§ **Work required**
Within the material below, count each line holding the string "OrderByRenderer" and return the total alone.

§ **Input**

//! The `ORDER BY` clause: a contiguous run of [`OrderByField`](crate::ast::OrderByField) siblings.

use crate::ast::{Direction, SegmentRef};
use crate::visit::{Dispatcher, Forwarding, Hooks};

pub type OrderByRenderer = Forwarding<OrderByHooks>;

pub struct OrderByHooks {
    fragment: String,
    count: usize,
    pending_direction: Option<Direction>,
}

impl OrderByHooks {
    pub fn new() -> Self {
        OrderByHooks {
            fragment: String::new(),
            count: 0,
            pending_direction: None,
        }
    }

    pub fn fragment(&self) -> &str {
        &self.fragment
    }
}

impl Hooks for OrderByHooks {
    fn matches(&self, segment: SegmentRef<'_>) -> bool {
        matches!(segment, SegmentRef::OrderByField(_))
    }

    fn enter_matched(&mut self, segment: SegmentRef<'_>, _dispatcher: &mut Dispatcher) {
        if self.count == 0 {
            self.fragment.push_str(" ORDER BY ");
        } else {
            self.fragment.push_str(", ");
        }
        self.count += 1;
        if let SegmentRef::OrderByField(f) = segment {
            self.pending_direction = Some(f.direction());
        }
    }

    fn enter_nested(&mut self, segment: SegmentRef<'_>, _dispatcher: &mut Dispatcher) {
        if let SegmentRef::Column(c) = segment {
            self.fragment.push_str(c.reference_name());
        }
    }

    fn leave_matched(&mut self, _segment: SegmentRef<'_>, _dispatcher: &mut Dispatcher) {
        match self.pending_direction.take() {
            Some(Direction::Ascending) => self.fragment.push_str(" ASC"),
            Some(Direction::Descending) => self.fragment.push_str(" DESC"),
            Some(Direction::Unspecified) | None => {}
        }
    }
}

#[cfg(test)]
mod tests {
    use super::*;
    use crate::ast::{Column, Table, walk};
    use std::cell::RefCell;
    use std::rc::Rc;

    #[test]
    fn two_fields_are_comma_separated() {
        let t = Table::new("employee");
        let f1 = crate::ast::OrderByField::new(Column::new("name", t.clone()), Direction::Descending);
        let f2 = crate::ast::OrderByField::new(Column::new("id", t), Direction::Unspecified);
        let renderer = Rc::new(RefCell::new(OrderByRenderer::new(OrderByHooks::new())));
        let mut dispatcher = Dispatcher::new(renderer.clone());
        walk(SegmentRef::OrderByField(&f1), &mut dispatcher);
        walk(SegmentRef::OrderByField(&f2), &mut dispatcher);
        assert!(dispatcher.into_error().is_none());
        assert_eq!(renderer.borrow().hooks().fragment(), " ORDER BY name DESC, id");
    }
}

§ **Written answer**
2